Maybe I'd become more dependent on makeup than I realized
My first forays into the world of makeup involved a lip and cheek stick from e.l.f. and constant trips to PCX to eye it and question if it was really time for my first makeup “investment.” I remember everything about it: creamy application, minimalist packaging and a shimmery pink shade that didn’t flatter my tan skin in the slightest. I didn’t exactly make good choices—but who does when they’re eleven and painting their facial features for the first time?
From there, I started climbing higher up the proverbial beauty ladder. Started using concealer to cover up the height of my teenage acne. Coughed up the cash for my first MAC foundation. Learned to do my eyebrows (which I didn’t master until just last year, mind you).
I guess I speak for most girls (and some of the boys, too!) my age when I say that my journey with makeup has been a clumsy road of trial and error—but also one that eventually birthed my signature look. Lots of trial, a little triumph. I learned to find comfort in makeup. While I’ve never been the type to pile it on thick or wear it every single day of the week, I’d never go long without it—even after my skin recovered from the worst of its days. There are still insecurities that hide behind the thin layer of foundation, perpetually chapped lips behind that strategic gradient lip. So I straighten my brows. I chisel my jaw. I don’t want to say that I change the way I look, but uh, I guess I kind of do.
Lo and behold, article assignment day. When this article was added to workload for the month, I was sure I didn’t want to include photos in it for reasons previously stated. The world doesn’t need to be subjected to the sight of my uneven skin tone and dark circles, but alas.
The first day was nothing outside of the ordinary.
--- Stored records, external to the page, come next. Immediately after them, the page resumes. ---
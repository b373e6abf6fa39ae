//! Error types for the RiceChain contract.
//!
//! All errors use the `RC_ERR_` prefix convention for easy grepping in logs.
//! Error codes are grouped by subsystem:
//! - 1xx: Authorization errors
//! - 2xx: Existence errors (batches and orders)
//! - 3xx: Input errors (transient data, arguments)
//! - 4xx: Matching / lifecycle errors
//! - 5xx: Decoding errors
//! - 6xx: Store errors
//! - 9xx: Configuration / internal errors

use std::fmt;

use serde::{Deserialize, Serialize};
use thiserror::Error;

use crate::{BatchId, BatchStatus, OrderId};

/// Central error enum for all RiceChain operations.
#[derive(Debug, Error)]
pub enum RiceError {
    // =================================================================
    // Authorization Errors (1xx)
    // =================================================================
    /// The caller's organization may not perform this operation.
    #[error("RC_ERR_100: Organization {org} is not authorized to {action}")]
    Unauthorized { org: String, action: String },

    // =================================================================
    // Existence Errors (2xx)
    // =================================================================
    /// A rice batch with this key already exists.
    #[error("RC_ERR_200: The batch {0} already exists")]
    BatchAlreadyExists(BatchId),

    /// The rice batch does not exist in world state.
    #[error("RC_ERR_201: The rice batch {0} does not exist")]
    BatchNotFound(BatchId),

    /// A processing order with this key already exists.
    #[error("RC_ERR_202: Order {0} already exists")]
    OrderAlreadyExists(OrderId),

    /// The processing order does not exist in the restricted collection.
    #[error("RC_ERR_203: Order {0} does not exist")]
    OrderNotFound(OrderId),

    // =================================================================
    // Input Errors (3xx)
    // =================================================================
    /// No transient fields were supplied with the order.
    #[error("RC_ERR_300: Provide transient fields: variety, millerName, quantityInKg")]
    MissingTransientData,

    /// A quantity could not be parsed under the strict policy.
    #[error("RC_ERR_301: Invalid quantity {raw:?} for field {field}")]
    InvalidQuantity { field: String, raw: String },

    /// Malformed operation arguments.
    #[error("RC_ERR_302: Invalid argument: {reason}")]
    InvalidArgument { reason: String },

    // =================================================================
    // Matching / Lifecycle Errors (4xx)
    // =================================================================
    /// The order cannot be paired with the batch.
    #[error("RC_ERR_400: Variety or quantity mismatch for order pairing: {reason}")]
    VarietyOrQuantityMismatch { reason: String },

    /// The requested status change would move the batch backwards.
    #[error("RC_ERR_401: Invalid status transition from {from} to {to}")]
    InvalidTransition { from: BatchStatus, to: BatchStatus },

    // =================================================================
    // Decoding Errors (5xx)
    // =================================================================
    /// Stored bytes do not match the expected record shape.
    #[error("RC_ERR_500: Could not decode {key}: {reason}")]
    DecodeFailure { key: String, reason: String },

    // =================================================================
    // Store Errors (6xx)
    // =================================================================
    /// The underlying ledger failed; the message is passed through opaquely.
    #[error("RC_ERR_600: Store unavailable: {0}")]
    StoreUnavailable(String),

    // =================================================================
    // Configuration / Internal (9xx)
    // =================================================================
    /// Invalid contract configuration.
    #[error("RC_ERR_900: Configuration error: {0}")]
    Configuration(String),

    /// Serialization of an outgoing record failed.
    #[error("RC_ERR_901: Serialization error: {0}")]
    Serialization(String),
}

/// Coarse classification of a [`RiceError`], returned to callers as the
/// structured failure kind.
#[derive(Debug, Clone, Copy, PartialEq, Eq, Hash, Serialize, Deserialize)]
pub enum ErrorKind {
    Unauthorized,
    AlreadyExists,
    NotFound,
    MissingTransientData,
    InvalidQuantity,
    InvalidArgument,
    VarietyOrQuantityMismatch,
    InvalidTransition,
    DecodeFailure,
    Serialization,
    StoreUnavailable,
    Configuration,
}

impl fmt::Display for ErrorKind {
    fn fmt(&self, f: &mut fmt::Formatter<'_>) -> fmt::Result {
        let name = match self {
            Self::Unauthorized => "UNAUTHORIZED",
            Self::AlreadyExists => "ALREADY_EXISTS",
            Self::NotFound => "NOT_FOUND",
            Self::MissingTransientData => "MISSING_TRANSIENT_DATA",
            Self::InvalidQuantity => "INVALID_QUANTITY",
            Self::InvalidArgument => "INVALID_ARGUMENT",
            Self::VarietyOrQuantityMismatch => "VARIETY_OR_QUANTITY_MISMATCH",
            Self::InvalidTransition => "INVALID_TRANSITION",
            Self::DecodeFailure => "DECODE_FAILURE",
            Self::Serialization => "SERIALIZATION",
            Self::StoreUnavailable => "STORE_UNAVAILABLE",
            Self::Configuration => "CONFIGURATION",
        };
        f.write_str(name)
    }
}

impl RiceError {
    /// The structured kind of this error.
    #[must_use]
    pub fn kind(&self) -> ErrorKind {
        match self {
            Self::Unauthorized { .. } => ErrorKind::Unauthorized,
            Self::BatchAlreadyExists(_) | Self::OrderAlreadyExists(_) => ErrorKind::AlreadyExists,
            Self::BatchNotFound(_) | Self::OrderNotFound(_) => ErrorKind::NotFound,
            Self::MissingTransientData => ErrorKind::MissingTransientData,
            Self::InvalidQuantity { .. } => ErrorKind::InvalidQuantity,
            Self::InvalidArgument { .. } => ErrorKind::InvalidArgument,
            Self::VarietyOrQuantityMismatch { .. } => ErrorKind::VarietyOrQuantityMismatch,
            Self::InvalidTransition { .. } => ErrorKind::InvalidTransition,
            Self::DecodeFailure { .. } => ErrorKind::DecodeFailure,
            Self::Serialization(_) => ErrorKind::Serialization,
            Self::StoreUnavailable(_) => ErrorKind::StoreUnavailable,
            Self::Configuration(_) => ErrorKind::Configuration,
        }
    }

    pub(crate) fn decode(key: impl Into<String>, err: &serde_json::Error) -> Self {
        Self::DecodeFailure {
            key: key.into(),
            reason: err.to_string(),
        }
    }
}

/// Crate-wide `Result` alias.
pub type Result<T> = std::result::Result<T, RiceError>;

impl From<serde_json::Error> for RiceError {
    fn from(err: serde_json::Error) -> Self {
        Self::Serialization(err.to_string())
    }
}

#[cfg(test)]
mod tests {
    use super::*;

    #[test]
    fn error_display_contains_prefix() {
        let err = RiceError::BatchNotFound(BatchId::from("B1"));
        let msg = format!("{err}");
        assert!(msg.starts_with("RC_ERR_201"), "Got: {msg}");
        assert!(msg.contains("B1"));
    }

    #[test]
    fn unauthorized_display_names_org_and_action() {
        let err = RiceError::Unauthorized {
            org: "Org2MSP".into(),
            action: "create a rice batch".into(),
        };
        let msg = format!("{err}");
        assert!(msg.contains("RC_ERR_100"));
        assert!(msg.contains("Org2MSP"));
        assert!(msg.contains("create a rice batch"));
    }

    #[test]
    fn kinds_collapse_batch_and_order_variants() {
        assert_eq!(
            RiceError::BatchAlreadyExists(BatchId::from("B1")).kind(),
            ErrorKind::AlreadyExists
        );
        assert_eq!(
            RiceError::OrderAlreadyExists(OrderId::from("O1")).kind(),
            ErrorKind::AlreadyExists
        );
        assert_eq!(
            RiceError::OrderNotFound(OrderId::from("O1")).kind(),
            ErrorKind::NotFound
        );
    }

    #[test]
    fn encoding_failures_are_not_decode_failures() {
        let err: RiceError = serde_json::from_str::<u64>("x").unwrap_err().into();
        assert_eq!(err.kind(), ErrorKind::Serialization);
        assert_eq!(err.kind().to_string(), "SERIALIZATION");

        let err = RiceError::DecodeFailure {
            key: "B1".into(),
            reason: "eof".into(),
        };
        assert_eq!(err.kind(), ErrorKind::DecodeFailure);
    }

    #[test]
    fn transition_error_uses_wire_status() {
        let err = RiceError::InvalidTransition {
            from: BatchStatus::Dispatched {
                retailer: "RetailerCo".into(),
            },
            to: BatchStatus::Assigned {
                miller: "Miller X".into(),
            },
        };
        let msg = format!("{err}");
        assert!(msg.contains("Dispatched to RetailerCo"));
        assert!(msg.contains("Assigned to Miller Miller X"));
    }

    #[test]
    fn all_errors_have_rc_err_prefix() {
        let errors: Vec<Box<dyn std::error::Error>> = vec![
            Box::new(RiceError::MissingTransientData),
            Box::new(RiceError::StoreUnavailable("down".into())),
            Box::new(RiceError::Configuration("bad".into())),
            Box::new(RiceError::VarietyOrQuantityMismatch {
                reason: "x".into(),
            }),
            Box::new(RiceError::DecodeFailure {
                key: "B1".into(),
                reason: "eof".into(),
            }),
        ];
        for err in errors {
            let msg = format!("{err}");
            assert!(
                msg.starts_with("RC_ERR_"),
                "Error missing RC_ERR_ prefix: {msg}"
            );
        }
    }
}
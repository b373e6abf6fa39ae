//! Rice batch persistence in public world state.
//!
//! Batches are stored as JSON under their batch id. Every scan drains a
//! scoped [`Cursor`]: an early return on a decode error drops the cursor,
//! a full drain closes it explicitly.

use ricechain_ledger::{Cursor, KeyValue, Ledger, RichQuery, SortOrder};
use ricechain_types::{AssetType, BatchId, HistoryRecord, Result, RiceBatch, RiceError};

/// World-state adapter for [`RiceBatch`] records.
#[derive(Debug, Clone)]
pub struct BatchStore {
    /// Selector for every batch document, highest batch id first.
    all_batches: RichQuery,
}

impl Default for BatchStore {
    fn default() -> Self {
        Self::new()
    }
}

impl BatchStore {
    #[must_use]
    pub fn new() -> Self {
        Self {
            all_batches: RichQuery::new()
                .eq("assetType", AssetType::RiceBatch.as_str())
                .sort_by("batchID", SortOrder::Desc),
        }
    }

    pub fn exists(&self, ledger: &dyn Ledger, batch_id: &BatchId) -> Result<bool> {
        Ok(ledger.get_state(batch_id.as_str())?.is_some())
    }

    /// # Errors
    /// `BatchNotFound` if absent, `DecodeFailure` if the stored value is not
    /// a batch.
    pub fn get(&self, ledger: &dyn Ledger, batch_id: &BatchId) -> Result<RiceBatch> {
        let bytes = ledger
            .get_state(batch_id.as_str())?
            .ok_or_else(|| RiceError::BatchNotFound(batch_id.clone()))?;
        let batch = RiceBatch::from_bytes(batch_id.as_str(), &bytes)?;
        tracing::debug!(batch_id = %batch_id, status = %batch.status, "Batch read");
        Ok(batch)
    }

    pub fn put(&self, ledger: &mut dyn Ledger, batch: &RiceBatch) -> Result<()> {
        ledger.put_state(batch.batch_id.as_str(), batch.to_bytes()?)?;
        Ok(())
    }

    pub fn delete(&self, ledger: &mut dyn Ledger, batch_id: &BatchId) -> Result<()> {
        ledger.del_state(batch_id.as_str())?;
        Ok(())
    }

    /// Every batch, highest batch id first.
    pub fn scan_all(&self, ledger: &dyn Ledger) -> Result<Vec<RiceBatch>> {
        decode_batches(ledger.get_query_result(&self.all_batches)?)
    }

    /// Batches with `start <= id < end`; an empty bound is open.
    pub fn scan_range(
        &self,
        ledger: &dyn Ledger,
        start: &str,
        end: &str,
    ) -> Result<Vec<RiceBatch>> {
        decode_batches(ledger.get_state_by_range(start, end)?)
    }

    /// Committed versions of the batch, oldest first. Deletes, and entries
    /// whose value the host has erased, appear as tombstones.
    pub fn history(
        &self,
        ledger: &dyn Ledger,
        batch_id: &BatchId,
    ) -> Result<Vec<HistoryRecord>> {
        let mut cursor = ledger.get_history_for_key(batch_id.as_str())?;
        let mut records = Vec::with_capacity(cursor.remaining());
        for entry in cursor.by_ref() {
            let entry = entry?;
            let record = if entry.is_delete || entry.value.is_empty() {
                HistoryRecord::tombstone(batch_id.clone(), entry.tx_id, entry.timestamp)
            } else {
                HistoryRecord {
                    batch_id: batch_id.clone(),
                    tx_id: entry.tx_id,
                    timestamp: entry.timestamp,
                    is_delete: false,
                    record: Some(RiceBatch::from_bytes(batch_id.as_str(), &entry.value)?),
                }
            };
            records.push(record);
        }
        cursor.close();
        Ok(records)
    }

    /// Whether the key has any committed history, including a delete.
    pub fn ever_existed(&self, ledger: &dyn Ledger, batch_id: &BatchId) -> Result<bool> {
        let cursor = ledger.get_history_for_key(batch_id.as_str())?;
        let seen = cursor.remaining() > 0;
        cursor.close();
        Ok(seen)
    }
}

fn decode_batches(mut cursor: Cursor<KeyValue>) -> Result<Vec<RiceBatch>> {
    let mut batches = Vec::with_capacity(cursor.remaining());
    for kv in cursor.by_ref() {
        let kv = kv?;
        batches.push(RiceBatch::from_bytes(&kv.key, &kv.value)?);
    }
    cursor.close();
    Ok(batches)
}
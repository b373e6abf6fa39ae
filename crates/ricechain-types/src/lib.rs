//! # ricechain-types
//!
//! Shared types, errors, and configuration for the **RiceChain** contract.
//!
//! This crate is the leaf dependency of the workspace. It defines:
//!
//! - **Identifiers**: [`BatchId`], [`OrderId`], [`OrgId`]
//! - **Batch model**: [`RiceBatch`], [`BatchStatus`], [`NewBatch`]
//! - **Order model**: [`ProcessingOrder`]
//! - **History model**: [`HistoryRecord`]
//! - **Roles**: [`Role`]
//! - **Configuration**: [`ContractConfig`], [`QuantityPolicy`]
//! - **Errors**: [`RiceError`] with `RC_ERR_` prefix codes, [`ErrorKind`]
//! - **Constants**: asset type tags, collection name, transient field names

pub mod batch;
pub mod config;
pub mod constants;
pub mod error;
pub mod history;
pub mod ids;
pub mod order;
pub mod role;

pub use batch::*;
pub use config::*;
pub use error::*;
pub use history::*;
pub use ids::*;
pub use order::*;
pub use role::*;

// Constants are accessed via `ricechain_types::constants::FOO`
// (not re-exported to avoid name collisions).
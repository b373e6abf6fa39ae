//! Fault-injecting ledger for unit tests.

use chrono::{DateTime, Utc};
use ricechain_ledger::{
    Cursor, CursorTracker, KeyModification, KeyValue, Ledger, LedgerError, LedgerResult,
    RichQuery, TransientMap,
};

/// Wraps an invocation and injects one fault.
pub(crate) struct FaultyLedger<'a> {
    inner: &'a mut dyn Ledger,
    fault: Fault,
    cursors: CursorTracker,
}

#[derive(Debug, Clone, Copy, PartialEq, Eq)]
pub(crate) enum Fault {
    /// Public writes fail as if the host were down.
    PutStateUnavailable,
    /// History entries come back with their value erased and no delete flag.
    ErasedHistory,
}

impl<'a> FaultyLedger<'a> {
    pub(crate) fn new(inner: &'a mut dyn Ledger, fault: Fault) -> Self {
        Self {
            inner,
            fault,
            cursors: CursorTracker::new(),
        }
    }
}

impl Ledger for FaultyLedger<'_> {
    fn tx_id(&self) -> &str {
        self.inner.tx_id()
    }

    fn tx_timestamp(&self) -> DateTime<Utc> {
        self.inner.tx_timestamp()
    }

    fn get_state(&self, key: &str) -> LedgerResult<Option<Vec<u8>>> {
        self.inner.get_state(key)
    }

    fn put_state(&mut self, key: &str, value: Vec<u8>) -> LedgerResult<()> {
        if self.fault == Fault::PutStateUnavailable {
            return Err(LedgerError::Unavailable("disk".into()));
        }
        self.inner.put_state(key, value)
    }

    fn del_state(&mut self, key: &str) -> LedgerResult<()> {
        self.inner.del_state(key)
    }

    fn get_state_by_range(&self, start: &str, end: &str) -> LedgerResult<Cursor<KeyValue>> {
        self.inner.get_state_by_range(start, end)
    }

    fn get_query_result(&self, query: &RichQuery) -> LedgerResult<Cursor<KeyValue>> {
        self.inner.get_query_result(query)
    }

    fn get_history_for_key(&self, key: &str) -> LedgerResult<Cursor<KeyModification>> {
        let cursor = self.inner.get_history_for_key(key)?;
        if self.fault != Fault::ErasedHistory {
            return Ok(cursor);
        }
        let erased = cursor
            .collect_all()?
            .into_iter()
            .map(|entry| KeyModification {
                is_delete: false,
                value: Vec::new(),
                ..entry
            })
            .collect();
        Ok(Cursor::new(erased, &self.cursors))
    }

    fn get_private_data(&self, collection: &str, key: &str) -> LedgerResult<Option<Vec<u8>>> {
        self.inner.get_private_data(collection, key)
    }

    fn get_private_data_hash(
        &self,
        collection: &str,
        key: &str,
    ) -> LedgerResult<Option<[u8; 32]>> {
        self.inner.get_private_data_hash(collection, key)
    }

    fn put_private_data(
        &mut self,
        collection: &str,
        key: &str,
        value: Vec<u8>,
    ) -> LedgerResult<()> {
        self.inner.put_private_data(collection, key, value)
    }

    fn del_private_data(&mut self, collection: &str, key: &str) -> LedgerResult<()> {
        self.inner.del_private_data(collection, key)
    }

    fn get_private_data_by_range(
        &self,
        collection: &str,
        start: &str,
        end: &str,
    ) -> LedgerResult<Cursor<KeyValue>> {
        self.inner.get_private_data_by_range(collection, start, end)
    }

    fn get_private_data_query_result(
        &self,
        collection: &str,
        query: &RichQuery,
    ) -> LedgerResult<Cursor<KeyValue>> {
        self.inner.get_private_data_query_result(collection, query)
    }

    fn transient(&self) -> &TransientMap {
        self.inner.transient()
    }
}
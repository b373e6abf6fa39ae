//! Pairing of one order with one batch.
//!
//! ```text
//! pair(batch, order) -> Pairing { batch': Assigned to Miller <m>, consumed order }
//! ```
//!
//! The inputs are borrowed; on refusal the caller still holds them exactly
//! as they were read.

use ricechain_types::{OrderId, ProcessingOrder, Result, RiceBatch};

use crate::check_eligibility;

/// Result of a successful pairing: the batch to write back and the order
/// to remove.
#[derive(Debug, Clone, PartialEq, Eq)]
pub struct Pairing {
    pub batch: RiceBatch,
    pub consumed_order: OrderId,
    pub miller_name: String,
}

/// Pair `order` with `batch`.
///
/// # Errors
/// - `VarietyOrQuantityMismatch` if the pairing rule fails
/// - `InvalidTransition` if the batch has already been dispatched
pub fn pair(batch: &RiceBatch, order: &ProcessingOrder) -> Result<Pairing> {
    check_eligibility(batch, order).into_result()?;

    let mut assigned = batch.clone();
    assigned.mark_assigned(&order.miller_name)?;

    tracing::debug!(
        batch_id = %batch.batch_id,
        order_id = %order.order_id,
        miller = %order.miller_name,
        quantity_in_kg = order.quantity_in_kg,
        "Order paired with batch"
    );

    Ok(Pairing {
        batch: assigned,
        consumed_order: order.order_id.clone(),
        miller_name: order.miller_name.clone(),
    })
}
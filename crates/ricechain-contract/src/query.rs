//! Read-only history and query service.
//!
//! Nothing here checks roles: world state is readable by every
//! organization and the host enforces collection membership for order
//! contents.

use ricechain_ledger::{Ledger, RichQuery};
use ricechain_types::{
    AssetType, BatchId, HistoryRecord, OrderId, ProcessingOrder, Result, RiceBatch,
};

use crate::{BatchStore, OrderStore};

#[derive(Debug, Clone, Copy)]
pub struct QueryService<'a> {
    batches: &'a BatchStore,
    orders: &'a OrderStore,
}

impl<'a> QueryService<'a> {
    #[must_use]
    pub fn new(batches: &'a BatchStore, orders: &'a OrderStore) -> Self {
        Self { batches, orders }
    }

    pub fn batch(&self, ledger: &dyn Ledger, batch_id: &BatchId) -> Result<RiceBatch> {
        self.batches.get(ledger, batch_id)
    }

    pub fn order(&self, ledger: &dyn Ledger, order_id: &OrderId) -> Result<ProcessingOrder> {
        self.orders.get(ledger, order_id)
    }

    pub fn batch_exists(&self, ledger: &dyn Ledger, batch_id: &BatchId) -> Result<bool> {
        self.batches.exists(ledger, batch_id)
    }

    pub fn order_exists(&self, ledger: &dyn Ledger, order_id: &OrderId) -> Result<bool> {
        self.orders.exists(ledger, order_id)
    }

    /// Every committed version of the batch, oldest first.
    pub fn history(&self, ledger: &dyn Ledger, batch_id: &BatchId) -> Result<Vec<HistoryRecord>> {
        let history = self.batches.history(ledger, batch_id)?;
        tracing::debug!(batch_id = %batch_id, entries = history.len(), "Batch history read");
        Ok(history)
    }

    /// Orders asking for the batch's variety, regardless of quantity.
    ///
    /// # Errors
    /// `BatchNotFound` if the batch is absent.
    pub fn matching_orders(
        &self,
        ledger: &dyn Ledger,
        batch_id: &BatchId,
    ) -> Result<Vec<ProcessingOrder>> {
        let batch = self.batches.get(ledger, batch_id)?;
        let query = RichQuery::new()
            .eq("assetType", AssetType::ProcessingOrder.as_str())
            .eq("variety", batch.variety.as_str());
        let orders = self.orders.query_by_selector(ledger, &query)?;
        tracing::debug!(
            batch_id = %batch_id,
            variety = %batch.variety,
            matches = orders.len(),
            "Matching orders listed"
        );
        Ok(orders)
    }

    pub fn all_batches(&self, ledger: &dyn Ledger) -> Result<Vec<RiceBatch>> {
        self.batches.scan_all(ledger)
    }

    pub fn all_orders(&self, ledger: &dyn Ledger) -> Result<Vec<ProcessingOrder>> {
        self.orders.scan_all(ledger)
    }

    pub fn batches_by_range(
        &self,
        ledger: &dyn Ledger,
        start: &str,
        end: &str,
    ) -> Result<Vec<RiceBatch>> {
        self.batches.scan_range(ledger, start, end)
    }

    pub fn orders_by_range(
        &self,
        ledger: &dyn Ledger,
        start: &str,
        end: &str,
    ) -> Result<Vec<ProcessingOrder>> {
        self.orders.scan_range(ledger, start, end)
    }
}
I’d go makeup-free on certain days, anyway (most Mondays, if we’re looking for specifics. Who has time for makeup on Mondays?). It was as normal as normal days go. A little redness here, traces of pimples past there, perpetually chapped lips on full display. In fact, the first day got me considerably hyped because no makeup = no makeup removal. Two minutes of my usual evening routine reclaimed!
I started searching for signs of skin improvement come day three, but I’ll be honest and say that I’d return from closely examining my face in front of my mirror with no positive reports. I looked the same.
The junction between the challenge’s middle and end—right around days four and five—were easily the worst. I felt like I was back in college, right smack in the middle of a hectic finals week. I felt exposed, like I’d been on display for too long. I’d always seen makeup as something I’d do for the fun of it, but this stretch of the challenge made me realize: makeup is a safety blanket for my skin, my ego, and yeah, even my selfies.
The tail end was liberating. I felt like I’d run a marathon without the right gear, and I’d just seen the gorgeous red glimmer of the finish line in the distance. Dramatic? Maybe. It was just a week without makeup, I know—but while I’d never be the type to admit I’m dependent on it, I guess this challenge taught me that over the past few months or years, that’s exactly what I’d become.
I didn’t wear makeup for a whole week and my skin feels… like it isn’t something that needs to be hidden.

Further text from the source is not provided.